**** EXERCISE MATERIAL

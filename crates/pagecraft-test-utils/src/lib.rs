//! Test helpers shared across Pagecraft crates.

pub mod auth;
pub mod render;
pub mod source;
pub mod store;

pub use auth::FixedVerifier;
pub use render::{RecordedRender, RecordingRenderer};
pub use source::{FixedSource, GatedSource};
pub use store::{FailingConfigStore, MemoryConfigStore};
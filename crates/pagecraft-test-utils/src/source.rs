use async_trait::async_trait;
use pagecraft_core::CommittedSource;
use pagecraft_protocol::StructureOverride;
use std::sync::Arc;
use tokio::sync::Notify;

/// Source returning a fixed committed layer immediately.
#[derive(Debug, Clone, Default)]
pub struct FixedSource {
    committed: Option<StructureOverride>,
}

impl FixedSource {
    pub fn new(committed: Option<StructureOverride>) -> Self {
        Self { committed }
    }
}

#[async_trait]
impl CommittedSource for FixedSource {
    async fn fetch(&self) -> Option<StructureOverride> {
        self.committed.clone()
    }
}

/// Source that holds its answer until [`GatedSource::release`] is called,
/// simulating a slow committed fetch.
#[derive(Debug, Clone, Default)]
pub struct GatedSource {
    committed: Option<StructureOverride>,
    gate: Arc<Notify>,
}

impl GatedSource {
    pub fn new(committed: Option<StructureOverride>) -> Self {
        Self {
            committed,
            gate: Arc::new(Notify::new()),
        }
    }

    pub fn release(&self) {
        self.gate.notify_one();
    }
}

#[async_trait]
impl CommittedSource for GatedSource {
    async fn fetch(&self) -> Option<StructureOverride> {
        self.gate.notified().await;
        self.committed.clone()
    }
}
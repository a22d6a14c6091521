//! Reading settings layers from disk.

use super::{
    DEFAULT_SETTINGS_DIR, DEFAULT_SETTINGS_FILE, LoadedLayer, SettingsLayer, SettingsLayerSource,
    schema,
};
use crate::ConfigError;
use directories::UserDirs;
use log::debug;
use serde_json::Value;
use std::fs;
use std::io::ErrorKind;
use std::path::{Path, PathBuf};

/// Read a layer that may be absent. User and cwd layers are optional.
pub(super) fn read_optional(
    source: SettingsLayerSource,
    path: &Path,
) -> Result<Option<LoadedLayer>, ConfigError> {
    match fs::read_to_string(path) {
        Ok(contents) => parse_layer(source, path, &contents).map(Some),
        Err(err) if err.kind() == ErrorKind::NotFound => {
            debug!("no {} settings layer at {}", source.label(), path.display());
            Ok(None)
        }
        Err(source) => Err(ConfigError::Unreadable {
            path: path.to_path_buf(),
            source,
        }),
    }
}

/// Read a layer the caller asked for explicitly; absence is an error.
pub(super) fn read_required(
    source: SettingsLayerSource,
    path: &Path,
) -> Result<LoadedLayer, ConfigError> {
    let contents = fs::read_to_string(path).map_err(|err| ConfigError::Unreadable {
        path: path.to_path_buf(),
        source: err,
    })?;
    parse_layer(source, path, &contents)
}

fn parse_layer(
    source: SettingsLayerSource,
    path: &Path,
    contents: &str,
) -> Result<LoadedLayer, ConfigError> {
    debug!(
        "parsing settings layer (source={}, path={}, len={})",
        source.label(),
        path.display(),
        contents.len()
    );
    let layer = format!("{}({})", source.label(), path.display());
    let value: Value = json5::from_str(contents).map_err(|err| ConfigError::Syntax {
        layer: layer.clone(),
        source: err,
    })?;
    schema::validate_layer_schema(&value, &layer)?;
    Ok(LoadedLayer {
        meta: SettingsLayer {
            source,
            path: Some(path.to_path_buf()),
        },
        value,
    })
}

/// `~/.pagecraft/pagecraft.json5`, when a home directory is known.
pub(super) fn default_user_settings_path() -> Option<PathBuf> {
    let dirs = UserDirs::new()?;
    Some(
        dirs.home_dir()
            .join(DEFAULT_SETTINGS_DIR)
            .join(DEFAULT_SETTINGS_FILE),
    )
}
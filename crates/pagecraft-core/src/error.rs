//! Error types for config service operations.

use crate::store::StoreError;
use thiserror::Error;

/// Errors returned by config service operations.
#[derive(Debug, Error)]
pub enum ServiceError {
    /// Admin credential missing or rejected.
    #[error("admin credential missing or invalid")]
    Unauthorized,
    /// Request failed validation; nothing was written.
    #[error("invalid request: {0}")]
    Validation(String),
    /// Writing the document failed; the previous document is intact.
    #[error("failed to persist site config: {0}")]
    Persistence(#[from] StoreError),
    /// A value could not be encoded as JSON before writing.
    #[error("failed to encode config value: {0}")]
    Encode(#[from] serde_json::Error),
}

********
**** EXERCISE MATERIAL

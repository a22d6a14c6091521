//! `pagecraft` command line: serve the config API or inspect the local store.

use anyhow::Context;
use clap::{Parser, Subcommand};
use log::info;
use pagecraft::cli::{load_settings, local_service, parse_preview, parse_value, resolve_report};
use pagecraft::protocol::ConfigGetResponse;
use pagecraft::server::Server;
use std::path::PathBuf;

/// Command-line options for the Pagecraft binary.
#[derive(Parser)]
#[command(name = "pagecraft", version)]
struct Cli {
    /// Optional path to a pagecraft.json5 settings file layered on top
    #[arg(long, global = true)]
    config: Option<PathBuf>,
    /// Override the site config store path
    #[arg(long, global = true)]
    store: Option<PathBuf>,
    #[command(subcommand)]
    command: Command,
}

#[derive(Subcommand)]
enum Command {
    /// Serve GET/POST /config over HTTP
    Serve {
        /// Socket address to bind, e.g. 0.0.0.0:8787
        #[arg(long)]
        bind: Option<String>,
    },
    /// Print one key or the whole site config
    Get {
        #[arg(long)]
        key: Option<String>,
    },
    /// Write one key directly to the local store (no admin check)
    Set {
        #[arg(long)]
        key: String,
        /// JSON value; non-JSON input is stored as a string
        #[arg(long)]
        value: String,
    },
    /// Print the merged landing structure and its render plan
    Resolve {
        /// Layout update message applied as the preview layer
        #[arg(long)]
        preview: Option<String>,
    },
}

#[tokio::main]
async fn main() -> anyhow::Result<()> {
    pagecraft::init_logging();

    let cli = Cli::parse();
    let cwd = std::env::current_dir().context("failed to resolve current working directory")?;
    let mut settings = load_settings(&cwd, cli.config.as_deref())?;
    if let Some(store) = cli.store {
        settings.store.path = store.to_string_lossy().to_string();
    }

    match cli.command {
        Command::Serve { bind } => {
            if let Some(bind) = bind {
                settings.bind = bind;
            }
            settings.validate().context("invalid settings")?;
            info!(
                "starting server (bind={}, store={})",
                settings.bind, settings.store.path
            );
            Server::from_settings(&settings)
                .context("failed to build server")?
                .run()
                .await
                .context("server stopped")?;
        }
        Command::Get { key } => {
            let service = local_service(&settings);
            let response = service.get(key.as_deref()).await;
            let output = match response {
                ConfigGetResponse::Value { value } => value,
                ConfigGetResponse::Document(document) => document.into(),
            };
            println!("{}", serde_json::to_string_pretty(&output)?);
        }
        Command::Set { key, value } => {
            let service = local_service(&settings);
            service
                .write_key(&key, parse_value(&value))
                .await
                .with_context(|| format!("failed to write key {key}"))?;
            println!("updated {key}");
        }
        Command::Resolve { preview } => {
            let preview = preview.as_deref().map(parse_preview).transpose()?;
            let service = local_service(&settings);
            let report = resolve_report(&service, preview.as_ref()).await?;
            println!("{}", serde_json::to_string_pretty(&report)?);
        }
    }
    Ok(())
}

********
**** EXERCISE MATERIAL

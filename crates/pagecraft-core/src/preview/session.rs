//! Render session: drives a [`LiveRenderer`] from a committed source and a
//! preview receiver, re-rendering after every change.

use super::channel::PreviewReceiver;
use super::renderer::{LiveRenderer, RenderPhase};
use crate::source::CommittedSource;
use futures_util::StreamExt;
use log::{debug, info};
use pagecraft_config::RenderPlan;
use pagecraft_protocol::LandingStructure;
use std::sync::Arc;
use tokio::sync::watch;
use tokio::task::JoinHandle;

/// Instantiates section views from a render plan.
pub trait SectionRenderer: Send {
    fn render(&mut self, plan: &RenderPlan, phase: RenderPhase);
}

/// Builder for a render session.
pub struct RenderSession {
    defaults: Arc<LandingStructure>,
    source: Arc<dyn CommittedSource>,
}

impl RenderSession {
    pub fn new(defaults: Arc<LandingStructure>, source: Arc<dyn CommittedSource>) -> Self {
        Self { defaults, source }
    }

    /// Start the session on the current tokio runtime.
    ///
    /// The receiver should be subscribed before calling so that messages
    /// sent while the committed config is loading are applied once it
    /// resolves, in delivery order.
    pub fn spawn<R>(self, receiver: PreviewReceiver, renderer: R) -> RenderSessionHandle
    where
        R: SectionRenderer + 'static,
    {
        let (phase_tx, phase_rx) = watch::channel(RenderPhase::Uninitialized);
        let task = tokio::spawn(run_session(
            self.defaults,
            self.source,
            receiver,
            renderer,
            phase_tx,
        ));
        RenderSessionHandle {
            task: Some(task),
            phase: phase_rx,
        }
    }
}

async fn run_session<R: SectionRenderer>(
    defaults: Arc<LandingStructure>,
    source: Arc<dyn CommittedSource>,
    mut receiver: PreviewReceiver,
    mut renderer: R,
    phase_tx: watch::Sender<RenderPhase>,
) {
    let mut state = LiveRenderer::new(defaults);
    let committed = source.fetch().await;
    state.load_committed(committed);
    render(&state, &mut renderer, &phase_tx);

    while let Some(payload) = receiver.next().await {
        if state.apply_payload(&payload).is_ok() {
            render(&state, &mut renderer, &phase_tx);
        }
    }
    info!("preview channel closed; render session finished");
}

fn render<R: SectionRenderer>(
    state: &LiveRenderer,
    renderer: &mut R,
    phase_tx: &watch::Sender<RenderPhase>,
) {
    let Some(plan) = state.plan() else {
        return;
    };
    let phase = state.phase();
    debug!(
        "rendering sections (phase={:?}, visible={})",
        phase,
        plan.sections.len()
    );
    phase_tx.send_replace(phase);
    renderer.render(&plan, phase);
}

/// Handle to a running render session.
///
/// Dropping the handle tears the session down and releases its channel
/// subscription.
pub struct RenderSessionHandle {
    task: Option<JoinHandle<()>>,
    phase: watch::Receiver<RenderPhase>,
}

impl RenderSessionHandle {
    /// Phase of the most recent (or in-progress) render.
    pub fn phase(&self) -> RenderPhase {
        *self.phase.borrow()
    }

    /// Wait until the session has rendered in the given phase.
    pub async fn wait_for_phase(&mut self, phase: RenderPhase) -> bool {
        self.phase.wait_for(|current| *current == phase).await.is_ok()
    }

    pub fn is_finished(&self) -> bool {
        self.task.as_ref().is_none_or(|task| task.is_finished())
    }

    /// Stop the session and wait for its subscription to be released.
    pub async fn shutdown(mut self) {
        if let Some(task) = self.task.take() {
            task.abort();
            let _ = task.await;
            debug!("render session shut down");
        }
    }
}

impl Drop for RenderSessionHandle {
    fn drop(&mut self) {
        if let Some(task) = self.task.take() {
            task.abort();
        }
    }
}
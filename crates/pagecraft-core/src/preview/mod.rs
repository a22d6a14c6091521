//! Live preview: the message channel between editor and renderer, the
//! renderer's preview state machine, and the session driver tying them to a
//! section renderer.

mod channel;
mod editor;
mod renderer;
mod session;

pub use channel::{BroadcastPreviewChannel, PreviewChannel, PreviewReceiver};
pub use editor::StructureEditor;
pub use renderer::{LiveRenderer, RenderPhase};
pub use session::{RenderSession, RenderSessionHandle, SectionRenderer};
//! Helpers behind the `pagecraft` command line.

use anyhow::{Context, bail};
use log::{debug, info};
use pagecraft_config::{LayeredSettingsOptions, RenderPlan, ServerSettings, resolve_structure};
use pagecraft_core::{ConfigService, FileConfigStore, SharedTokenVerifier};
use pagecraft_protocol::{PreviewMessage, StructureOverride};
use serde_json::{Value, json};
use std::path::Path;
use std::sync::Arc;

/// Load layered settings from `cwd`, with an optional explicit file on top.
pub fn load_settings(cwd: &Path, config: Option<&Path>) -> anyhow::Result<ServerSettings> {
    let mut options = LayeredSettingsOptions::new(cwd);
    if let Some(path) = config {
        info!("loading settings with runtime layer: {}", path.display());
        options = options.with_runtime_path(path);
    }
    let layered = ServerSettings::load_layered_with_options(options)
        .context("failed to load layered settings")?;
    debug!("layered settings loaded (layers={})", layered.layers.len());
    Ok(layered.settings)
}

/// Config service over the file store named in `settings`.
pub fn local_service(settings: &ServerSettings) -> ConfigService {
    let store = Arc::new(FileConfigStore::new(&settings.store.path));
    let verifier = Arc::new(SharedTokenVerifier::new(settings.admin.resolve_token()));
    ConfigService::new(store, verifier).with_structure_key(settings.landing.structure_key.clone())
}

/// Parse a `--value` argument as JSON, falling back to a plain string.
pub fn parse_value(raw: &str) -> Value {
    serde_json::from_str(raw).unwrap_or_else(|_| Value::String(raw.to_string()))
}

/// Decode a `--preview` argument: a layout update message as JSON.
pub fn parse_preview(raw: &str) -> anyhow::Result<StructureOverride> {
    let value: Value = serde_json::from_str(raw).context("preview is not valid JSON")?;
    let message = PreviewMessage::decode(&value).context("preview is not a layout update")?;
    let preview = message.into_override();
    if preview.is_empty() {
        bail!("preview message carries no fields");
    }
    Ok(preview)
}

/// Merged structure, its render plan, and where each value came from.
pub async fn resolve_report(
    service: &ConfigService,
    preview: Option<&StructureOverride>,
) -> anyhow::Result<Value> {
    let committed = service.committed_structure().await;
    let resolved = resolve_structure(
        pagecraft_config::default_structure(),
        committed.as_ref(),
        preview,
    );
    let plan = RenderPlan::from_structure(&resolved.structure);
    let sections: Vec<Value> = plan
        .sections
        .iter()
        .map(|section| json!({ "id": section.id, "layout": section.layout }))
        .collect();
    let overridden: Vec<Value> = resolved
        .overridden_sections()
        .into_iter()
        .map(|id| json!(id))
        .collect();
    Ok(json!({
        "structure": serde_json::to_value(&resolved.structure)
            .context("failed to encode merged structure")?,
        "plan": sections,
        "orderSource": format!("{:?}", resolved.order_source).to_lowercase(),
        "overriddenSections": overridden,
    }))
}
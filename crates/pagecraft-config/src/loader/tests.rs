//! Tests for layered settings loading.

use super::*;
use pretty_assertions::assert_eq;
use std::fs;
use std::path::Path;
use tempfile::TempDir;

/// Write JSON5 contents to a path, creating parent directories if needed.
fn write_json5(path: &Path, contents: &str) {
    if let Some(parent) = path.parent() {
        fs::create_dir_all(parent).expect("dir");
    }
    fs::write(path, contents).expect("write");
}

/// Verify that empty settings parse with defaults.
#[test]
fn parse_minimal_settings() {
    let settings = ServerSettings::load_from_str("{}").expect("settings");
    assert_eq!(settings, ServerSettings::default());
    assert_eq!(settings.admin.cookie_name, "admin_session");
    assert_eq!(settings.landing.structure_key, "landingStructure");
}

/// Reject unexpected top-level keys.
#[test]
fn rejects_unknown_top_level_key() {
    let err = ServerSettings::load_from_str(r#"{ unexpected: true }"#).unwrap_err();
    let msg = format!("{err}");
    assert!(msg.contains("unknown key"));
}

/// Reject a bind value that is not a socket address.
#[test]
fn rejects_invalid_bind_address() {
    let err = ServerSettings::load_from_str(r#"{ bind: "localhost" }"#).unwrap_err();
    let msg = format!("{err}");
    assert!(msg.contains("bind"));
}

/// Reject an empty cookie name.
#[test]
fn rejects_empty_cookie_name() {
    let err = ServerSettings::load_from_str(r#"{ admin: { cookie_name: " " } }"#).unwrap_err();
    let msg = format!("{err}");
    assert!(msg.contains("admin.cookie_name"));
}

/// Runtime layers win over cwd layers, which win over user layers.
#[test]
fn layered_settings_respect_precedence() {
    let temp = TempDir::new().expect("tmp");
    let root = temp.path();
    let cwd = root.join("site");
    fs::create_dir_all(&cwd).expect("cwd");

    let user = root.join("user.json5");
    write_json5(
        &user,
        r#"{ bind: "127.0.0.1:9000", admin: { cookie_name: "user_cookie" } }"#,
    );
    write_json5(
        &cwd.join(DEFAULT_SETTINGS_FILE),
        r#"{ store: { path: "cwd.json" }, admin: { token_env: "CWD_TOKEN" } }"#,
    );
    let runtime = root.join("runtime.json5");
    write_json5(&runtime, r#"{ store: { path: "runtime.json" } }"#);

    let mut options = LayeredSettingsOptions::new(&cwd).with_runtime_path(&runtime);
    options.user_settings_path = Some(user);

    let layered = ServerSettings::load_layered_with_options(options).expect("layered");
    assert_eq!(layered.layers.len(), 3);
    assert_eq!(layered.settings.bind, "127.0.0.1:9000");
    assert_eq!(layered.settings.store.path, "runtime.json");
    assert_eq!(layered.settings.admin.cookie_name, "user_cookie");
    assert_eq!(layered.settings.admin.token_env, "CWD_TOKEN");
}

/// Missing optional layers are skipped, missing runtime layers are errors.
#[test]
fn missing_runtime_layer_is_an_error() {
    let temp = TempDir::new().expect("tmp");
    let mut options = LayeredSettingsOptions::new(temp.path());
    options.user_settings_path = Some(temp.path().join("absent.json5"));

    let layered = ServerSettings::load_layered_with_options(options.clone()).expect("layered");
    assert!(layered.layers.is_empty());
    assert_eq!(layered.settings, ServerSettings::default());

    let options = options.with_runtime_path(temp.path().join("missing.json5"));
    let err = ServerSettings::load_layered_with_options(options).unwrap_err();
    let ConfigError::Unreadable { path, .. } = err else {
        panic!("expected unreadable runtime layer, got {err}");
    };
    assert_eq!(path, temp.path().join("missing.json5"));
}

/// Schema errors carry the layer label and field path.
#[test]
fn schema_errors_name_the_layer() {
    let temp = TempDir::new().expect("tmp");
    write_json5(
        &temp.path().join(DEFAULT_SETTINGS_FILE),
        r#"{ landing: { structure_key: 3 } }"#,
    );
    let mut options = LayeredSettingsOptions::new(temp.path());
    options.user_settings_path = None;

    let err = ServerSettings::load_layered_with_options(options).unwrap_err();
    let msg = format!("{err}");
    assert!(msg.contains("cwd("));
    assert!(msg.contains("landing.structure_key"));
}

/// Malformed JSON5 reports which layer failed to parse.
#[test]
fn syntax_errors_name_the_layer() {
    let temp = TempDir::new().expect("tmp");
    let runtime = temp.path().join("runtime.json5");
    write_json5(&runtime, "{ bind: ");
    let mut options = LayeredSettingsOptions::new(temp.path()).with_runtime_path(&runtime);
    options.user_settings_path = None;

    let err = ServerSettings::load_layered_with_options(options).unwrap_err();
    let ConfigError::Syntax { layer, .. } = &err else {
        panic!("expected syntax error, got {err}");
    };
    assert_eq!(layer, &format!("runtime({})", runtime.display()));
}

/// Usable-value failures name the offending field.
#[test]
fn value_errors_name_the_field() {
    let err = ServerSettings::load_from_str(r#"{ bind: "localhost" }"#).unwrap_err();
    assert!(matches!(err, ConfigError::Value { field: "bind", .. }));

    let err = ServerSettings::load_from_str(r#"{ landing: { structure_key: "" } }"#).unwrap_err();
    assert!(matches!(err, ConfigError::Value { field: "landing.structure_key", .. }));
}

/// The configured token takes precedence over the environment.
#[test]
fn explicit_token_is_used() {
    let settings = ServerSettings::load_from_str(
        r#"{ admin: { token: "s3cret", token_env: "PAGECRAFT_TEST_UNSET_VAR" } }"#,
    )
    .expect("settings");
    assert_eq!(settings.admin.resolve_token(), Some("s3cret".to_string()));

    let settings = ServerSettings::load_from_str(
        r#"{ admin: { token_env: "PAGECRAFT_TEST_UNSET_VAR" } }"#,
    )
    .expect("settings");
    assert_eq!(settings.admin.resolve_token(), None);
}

********

◆ WHAT THIS TASK INVOLVES ◆
Check each line of the data above for the string "println", then report how many lines have it, with no other words.

◆ FINISHED TASK ◆
3